***
Мне снились стихи.
Сегодня я умер в шестнадцатый раз
Или в сто шестьдесят восьмой,
Не припомню.
Все как обычно: слезы лились из глаз,
Путались мысли, и снова глухой зимой.
Только на этот раз, точно – моей последней.
Спасибо зиме за снега избыток
И Поллока черно-белого откровение. Снег,
И еще раз снег, и не видно ему конца,
Не уходит, не тает и не спешит,
Он знает, знает, что больше не, что никогда,
И что это – последний снег. Ни года,
Ни клятвы – все нипочем ему. Он знает.
Но тут совершенно нежданный март, ну а за ним,
О, диво! – апрель, и белые на белом собаки теперь
Только в памяти моей и на фото – нет, сотру, чтобы только мне.
Чтобы после бессонных часов, где-то поутру,
Между бредом Атрейдесов и ядом предательского ножа
Говорил бы ему, что дождусь его там, в облаках, и жаль
Что я радости дал ему меньше, чем мог. Прости,
До тебя я не ведал реально столь выбеленного пути,
И не видел таких человечьих глаз, кроме глаз моих
Ненаглядных детей. Их печали в зрачках
Я бы вынести не сумел,
Был бы честен, иль слаб, или был бы смел
Чтобы все это в миг, без долгих пыльных затей,
Оторвать от пространства жизни. Их и моей.
Я был. Я страдал, я помнил, я верил, я знал,
Что настанет день, и в обычном мире пришел
Обычный рассвет, ну а мне осталось только
Зафиксировать исторический факт: меня больше нет12
Я начинаю с неохотой, медленно, доставать себя из сладкого, но печального сна, чтобы пристукнуть, наконец, того мерзавца, который без удержу кашляет, чихает, чертыхается, и мешает мне спокойно спасть. Открываю глаза и вижу старика-оборванца Франческо (видимо, его только за имя сюда пустили и разрешили остаться), скрючившегося на полу, слегка присыпанном пожухлой соломой. Мне его жалко, кажется, он умирает.
– Сейчас принесу тебе воды, – обращаюсь я к куче тряпья, внутри которой задыхается от кашля старик, и поднимаюсь на ноги.

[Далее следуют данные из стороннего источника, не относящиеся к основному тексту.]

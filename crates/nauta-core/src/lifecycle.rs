//! Máquina de estados de ciclo de vida e estado conhecido dos recursos

use crate::model::{Action, Resource, ResourceKey, ResourceKind, ResourceStatus};
use parking_lot::Mutex;
use std::collections::HashMap;
use std::time::Duration;
use tokio::time::Instant;

/// Acima disso, observações antigas são descartadas a cada nova observação
const MAX_TRACKED: usize = 10_000;

/// Ações que cada tipo de recurso aceita
pub fn supported_actions(kind: ResourceKind) -> &'static [Action] {
    match kind {
        ResourceKind::Container => &[
            Action::Create,
            Action::Start,
            Action::Stop,
            Action::Restart,
            Action::Pause,
            Action::Unpause,
            Action::Delete,
        ],
        ResourceKind::Image
        | ResourceKind::Network
        | ResourceKind::Volume
        | ResourceKind::Pod
        | ResourceKind::Service
        | ResourceKind::Namespace => &[Action::Create, Action::Delete],
        ResourceKind::Deployment => &[
            Action::Create,
            Action::Scale,
            Action::Restart,
            Action::Delete,
        ],
    }
}

pub fn supports(kind: ResourceKind, action: Action) -> bool {
    supported_actions(kind).contains(&action)
}

/// Verifica se `action` é uma aresta válida a partir do estado `from`.
///
/// `None` (estado desconhecido) e `Unknown` aceitam qualquer ação suportada;
/// o backend continua sendo a autoridade final.
pub fn is_legal(kind: ResourceKind, from: Option<ResourceStatus>, action: Action) -> bool {
    use ResourceStatus as S;

    if !supports(kind, action) {
        return false;
    }
    let from = match from {
        None | Some(S::Unknown) => return true,
        Some(status) => status,
    };
    if from == S::Removed {
        return action == Action::Create;
    }
    if action == Action::Create {
        // Recurso já existe
        return false;
    }

    match kind {
        ResourceKind::Container => matches!(
            (from, action),
            (S::Created, Action::Start)
                | (S::Created, Action::Delete)
                | (S::Running, Action::Stop)
                | (S::Running, Action::Restart)
                | (S::Running, Action::Pause)
                | (S::Paused, Action::Unpause)
                | (S::Stopped, Action::Start)
                | (S::Stopped, Action::Restart)
                | (S::Stopped, Action::Delete)
                | (S::Restarting, Action::Stop)
                | (S::Dead, Action::Delete)
        ),
        ResourceKind::Deployment => !matches!(from, S::Terminating),
        ResourceKind::Pod | ResourceKind::Namespace => {
            !matches!(from, S::Terminating) && action == Action::Delete
        }
        ResourceKind::Image | ResourceKind::Network | ResourceKind::Volume | ResourceKind::Service => {
            action == Action::Delete
        }
    }
}

/// Status esperado após uma ação bem-sucedida, quando previsível
pub fn expected_status(kind: ResourceKind, action: Action) -> Option<ResourceStatus> {
    match (kind, action) {
        (_, Action::Delete) => Some(ResourceStatus::Removed),
        (ResourceKind::Container, Action::Create) => Some(ResourceStatus::Created),
        (ResourceKind::Container, Action::Start)
        | (ResourceKind::Container, Action::Restart)
        | (ResourceKind::Container, Action::Unpause) => Some(ResourceStatus::Running),
        (ResourceKind::Container, Action::Stop) => Some(ResourceStatus::Stopped),
        (ResourceKind::Container, Action::Pause) => Some(ResourceStatus::Paused),
        _ => None,
    }
}

/// Último estado observado de um recurso
#[derive(Debug, Clone, Copy, PartialEq, Eq)]
pub struct KnownState {
    pub status: ResourceStatus,
    pub observed_at: Instant,
}

impl KnownState {
    pub fn age(&self) -> Duration {
        self.observed_at.elapsed()
    }
}

/// Guarda apenas o status mais recente de cada recurso visto em consultas
/// ou ações. Usado pelo dispatcher para validar transições.
#[derive(Debug, Default)]
pub struct StateTracker {
    states: Mutex<HashMap<ResourceKey, KnownState>>,
    staleness: Duration,
}

impl StateTracker {
    pub fn new(staleness: Duration) -> Self {
        Self {
            states: Mutex::new(HashMap::new()),
            staleness,
        }
    }

    pub fn observe(&self, resource: &Resource) {
        // Containers podem ser endereçados pelo id ou pelo nome
        if resource.kind == ResourceKind::Container
            && resource.name != resource.id
            && resource.name != "unknown"
        {
            let mut by_name = resource.key();
            by_name.id = resource.name.clone();
            self.observe_status(by_name, resource.status);
        }
        self.observe_status(resource.key(), resource.status);
    }

    pub fn observe_status(&self, key: ResourceKey, status: ResourceStatus) {
        let now = Instant::now();
        let mut states = self.states.lock();
        if states.len() >= MAX_TRACKED {
            let staleness = self.staleness;
            states.retain(|_, s| now.duration_since(s.observed_at) <= staleness);
        }
        states.insert(
            key,
            KnownState {
                status,
                observed_at: now,
            },
        );
    }

    pub fn forget(&self, key: &ResourceKey) {
        self.states.lock().remove(key);
    }

    pub fn get(&self, key: &ResourceKey) -> Option<KnownState> {
        self.states.lock().get(key).copied()
    }

    /// Status conhecido, somente se ainda não estiver velho
    pub fn fresh_status(&self, key: &ResourceKey) -> Option<ResourceStatus> {
        self.get(key)
            .filter(|s| s.age() <= self.staleness)
            .map(|s| s.status)
    }

    pub fn len(&self) -> usize {
        self.states.lock().len()
    }

    pub fn is_empty(&self) -> bool {
        self.len() == 0
    }
}

/// Formata duração em formato legível
pub fn format_duration(secs: u64) -> String {
    if secs < 60 {
        format!("{}s", secs)
    } else if secs < 3600 {
        format!("{}m {}s", secs / 60, secs % 60)
    } else if secs < 86400 {
        let hours = secs / 3600;
        let mins = (secs % 3600) / 60;
        format!("{}h {}m", hours, mins)
    } else {
        let days = secs / 86400;
        let hours = (secs % 86400) / 3600;
        format!("{}d {}h", days, hours)
    }
}

#[cfg(test)]
mod tests {
    use super::*;
    use crate::model::BackendRef;

    fn key(id: &str) -> ResourceKey {
        ResourceKey {
            backend_ref: BackendRef::new("local"),
            kind: ResourceKind::Container,
            id: id.to_string(),
        }
    }

    #[test]
    fn test_container_edges() {
        use ResourceStatus as S;
        let c = ResourceKind::Container;

        assert!(is_legal(c, Some(S::Created), Action::Start));
        assert!(is_legal(c, Some(S::Running), Action::Pause));
        assert!(is_legal(c, Some(S::Paused), Action::Unpause));
        assert!(is_legal(c, Some(S::Running), Action::Stop));
        assert!(is_legal(c, Some(S::Stopped), Action::Delete));
        assert!(is_legal(c, Some(S::Created), Action::Delete));

        assert!(!is_legal(c, Some(S::Running), Action::Delete));
        assert!(!is_legal(c, Some(S::Paused), Action::Start));
        assert!(!is_legal(c, Some(S::Removed), Action::Start));
        assert!(!is_legal(c, Some(S::Running), Action::Create));
        assert!(is_legal(c, Some(S::Removed), Action::Create));
    }

    #[test]
    fn test_unknown_state_allows_supported_actions() {
        assert!(is_legal(ResourceKind::Container, None, Action::Stop));
        assert!(is_legal(
            ResourceKind::Container,
            Some(ResourceStatus::Unknown),
            Action::Delete
        ));
        assert!(!is_legal(ResourceKind::Pod, None, Action::Pause));
        assert!(!is_legal(ResourceKind::Image, None, Action::Scale));
    }

    #[test]
    fn test_cluster_kinds() {
        use ResourceStatus as S;
        assert!(is_legal(ResourceKind::Deployment, Some(S::Available), Action::Scale));
        assert!(is_legal(ResourceKind::Deployment, Some(S::Stopped), Action::Scale));
        assert!(!is_legal(ResourceKind::Deployment, Some(S::Terminating), Action::Scale));
        assert!(is_legal(ResourceKind::Pod, Some(S::Running), Action::Delete));
        assert!(!is_legal(ResourceKind::Namespace, Some(S::Terminating), Action::Delete));
    }

    #[tokio::test(start_paused = true)]
    async fn test_tracker_staleness() {
        let tracker = StateTracker::new(Duration::from_secs(10));
        tracker.observe_status(key("a"), ResourceStatus::Running);
        assert_eq!(tracker.fresh_status(&key("a")), Some(ResourceStatus::Running));

        tokio::time::advance(Duration::from_secs(11)).await;
        assert_eq!(tracker.fresh_status(&key("a")), None);
        assert!(tracker.get(&key("a")).is_some());

        tracker.forget(&key("a"));
        assert!(tracker.is_empty());
    }

    #[test]
    fn test_format_duration() {
        assert_eq!(format_duration(30), "30s");
        assert_eq!(format_duration(90), "1m 30s");
        assert_eq!(format_duration(3665), "1h 1m");
        assert_eq!(format_duration(90000), "1d 1h");
    }
}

На улице еще темно. Коморка, в которой я с такими же поденщиками ночевал в счет оплаты за выполненную днем работу по уборке главной залы San Luigi dei Francesi, была битком набита спящими. Не особо стараясь быть тихим, я пробираюсь к входной двери, по одной стороне от которой стоит бадья с водой, а по другой – ведро. Ну, сами поминаете, зачем и с чем. Не перепутать бы! Я нахожу неподалеку деревянный черпак и запускаю его в бадью, ожидая услышать плеск воды. А слышу чуть приглушенный стук по деревянному дну. Пусто. Святая Мария, что же делать? Монах, который после завершения скудного ужина, – если так можно назвать пол миски похлебки, луковицу и кусок черствого хлеба (тоже в счет оплаты), – отводил нас сюда, сказал, что мы должны закрыться изнутри и ни в коем случае не открывать засов до наступления утра, если хотим жить. Мы и сами знали, что это общее правило, и снаружи не запирают потому, что отпереть может не обязательно тот, кто запер, да и во время пожара у тех, кто внутри, нет никаких шансов выбраться наружу и спастись пусть не от пламени, так от дыма. Да и где я буду искать воду? Ночь на дворе, меня самого там, на улице, пристукнут и имени не спросят. Я сдвинул в сторону по очереди верхний и нижний засовы, тихонько толкнул вперед подвижную створку массивной двери и посмотрел в узкую щель. Была видна только малая часть площади перед церковью, где прямо перед входом стояла грубая грузовая повозка, запряженная лошадью. На повозке громоздилась какая-то конструкция, назначение которой в темноте было совершенно непонятно. На козлах сидел кучер и клевал носом. Я подождал немного, никто не появился. Я вспомнил, что в самой церкви, возле четвертой слева от входа капеллы, стояло несколько бочек с водой, в том числе для питья. Я приоткрыл дверь пошире, высунул голову и повернул ее направо, чтобы увидеть центральный вход. Он был открыт! Причем, были открыты обе створки, так как ближайшая ко мне была по обыкновению закрытой, и только через левую проходили люди. А сейчас она была открыта, значит, другая открыта тоже. Я тихонько выбрался на улицу и скользнул вдоль стены. Оказывается, в комнате, где мы спали, было тепло, а сейчас босые ноги сразу начали замерзать. Что поделать, зима. И скоро Рождество!